Green light for antibody drug
Copenhagen – British pharma firm GlaxoSmithKline and Danish biotech company Genmab finally won European backing for their leukaemia drug Arzerra in January, after the green light for the medicine was given by US regulators in October last year.
Arzerra (Ofatumumab) is the first of Genmab’s drug candidates to reach the market. The European Medicines Agency recommended conditional marketing authorisation for the antibody as treatment for chronic lymphocytic leukaemia in patients who do not respond to Genzyme’s Campath or the chemotherapy drug fludarabine (see p. 12).
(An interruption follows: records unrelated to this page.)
//! WebSocket transport for one connection to the relay.
//!
//! Each connection runs in its own task which owns both halves of the
//! socket. Outbound JSON frames arrive over an unbounded channel; inbound
//! frames and lifecycle changes are reported over a second channel that
//! belongs to that connection alone. Dropping the [`Connection`] closes
//! both channels, which detaches the task and makes it close the socket.

use futures_util::{SinkExt, StreamExt};
use tokio::sync::mpsc;
use tokio_tungstenite::{connect_async, tungstenite::Message};
use tracing::{debug, error, info, warn};

use crate::error::{LiveError, Result};

/// Lifecycle and data events of one connection.
#[derive(Debug)]
pub enum TransportEvent {
    Open,
    /// A JSON frame (binary frames are decoded as UTF-8)
    Text(String),
    Error(LiveError),
    Closed { reason: Option<String> },
}

/// Handle to one live connection.
#[derive(Debug)]
pub struct Connection {
    generation: u64,
    outbound: mpsc::UnboundedSender<String>,
    inbound: mpsc::UnboundedReceiver<TransportEvent>,
}

impl Connection {
    pub fn new(
        generation: u64,
        outbound: mpsc::UnboundedSender<String>,
        inbound: mpsc::UnboundedReceiver<TransportEvent>,
    ) -> Self {
        Self {
            generation,
            outbound,
            inbound,
        }
    }

    pub fn generation(&self) -> u64 {
        self.generation
    }

    /// Queue a text frame for the socket.
    pub fn send(&self, json: String) -> Result<()> {
        self.outbound.send(json).map_err(|_| LiveError::ChannelClosed)
    }

    pub async fn recv(&mut self) -> Option<TransportEvent> {
        self.inbound.recv().await
    }
}

/// Opens connections. The real implementation is [`WsConnector`]; tests
/// substitute in-memory ones.
pub trait Connector: Send {
    fn open(&self, url: &str, generation: u64) -> Connection;
}

/// Connector backed by `tokio-tungstenite`.
#[derive(Debug, Default, Clone, Copy)]
pub struct WsConnector;

impl Connector for WsConnector {
    fn open(&self, url: &str, generation: u64) -> Connection {
        let (out_tx, out_rx) = mpsc::unbounded_channel();
        let (in_tx, in_rx) = mpsc::unbounded_channel();
        tokio::spawn(run_socket(url.to_string(), generation, out_rx, in_tx));
        Connection::new(generation, out_tx, in_rx)
    }
}

async fn run_socket(
    url: String,
    generation: u64,
    mut outbound: mpsc::UnboundedReceiver<String>,
    inbound: mpsc::UnboundedSender<TransportEvent>,
) {
    info!("[conn {}] Connecting to {}", generation, url);

    let ws = match connect_async(&url).await {
        Ok((ws, resp)) => {
            debug!("[conn {}] Handshake response: {:?}", generation, resp.status());
            ws
        }
        Err(e) => {
            error!("[conn {}] Connection failed: {}", generation, e);
            let reason = e.to_string();
            let _ = inbound.send(TransportEvent::Error(LiveError::WebSocket(e)));
            let _ = inbound.send(TransportEvent::Closed { reason: Some(reason) });
            return;
        }
    };

    if inbound.send(TransportEvent::Open).is_err() {
        debug!("[conn {}] Detached before open", generation);
        return;
    }

    let (mut sink, mut stream) = ws.split();

    loop {
        tokio::select! {
            out = outbound.recv() => match out {
                Some(json) => {
                    if let Err(e) = sink.send(Message::text(json)).await {
                        error!("[conn {}] Send failed: {}", generation, e);
                        let reason = e.to_string();
                        let _ = inbound.send(TransportEvent::Error(LiveError::WebSocket(e)));
                        let _ = inbound.send(TransportEvent::Closed { reason: Some(reason) });
                        break;
                    }
                }
                None => {
                    debug!("[conn {}] Detached, closing socket", generation);
                    let _ = sink.close().await;
                    break;
                }
            },
            msg = stream.next() => {
                let event = match msg {
                    Some(Ok(Message::Text(text))) => TransportEvent::Text(text.as_str().to_owned()),
                    Some(Ok(Message::Binary(bytes))) => match String::from_utf8(bytes.to_vec()) {
                        Ok(text) => TransportEvent::Text(text),
                        Err(_) => TransportEvent::Error(LiveError::Parse(format!(
                            "binary frame of {} bytes is not UTF-8",
                            bytes.len()
                        ))),
                    },
                    Some(Ok(Message::Close(frame))) => {
                        info!("[conn {}] Closed by peer: {:?}", generation, frame);
                        let _ = inbound.send(TransportEvent::Closed {
                            reason: frame.map(|f| f.reason.as_str().to_owned()),
                        });
                        break;
                    }
                    Some(Ok(_)) => continue,
                    Some(Err(e)) => {
                        warn!("[conn {}] Socket error: {}", generation, e);
                        let reason = e.to_string();
                        let _ = inbound.send(TransportEvent::Error(LiveError::WebSocket(e)));
                        let _ = inbound.send(TransportEvent::Closed { reason: Some(reason) });
                        break;
                    }
                    None => {
                        let _ = inbound.send(TransportEvent::Closed { reason: None });
                        break;
                    }
                };
                if inbound.send(event).is_err() {
                    debug!("[conn {}] Detached, dropping inbound frame", generation);
                    let _ = sink.close().await;
                    break;
                }
            }
        }
    }

    info!("[conn {}] Socket task terminated", generation);
}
However, the agency added it wants to see further clinical data about the long-term use of Arzerra, as well as data on a specific group of patients who don’t respond to fludarabine but can’t be given Campath. GlaxoSmithKline and Genmab are aiming to position Arzerra as a rival to Roche’s and BioGen Idec’s blockbuster treatment Rituxan. GSK bought the global rights to the substance in December 2006 in a deal worth up to US$2.1bn, a record sum for a biotech product at that time. The world’s second largest drugmaker is also banking on Arzerra working in other diseases beyond CLL. But hopes for its use in patients with non-Hodgkin’s lymphoma (NHL) declined last year when a clinical trial failed. According to Thomson Pharma, forecasts for Arzerra suggest annual sales will reach US$465m in 2013.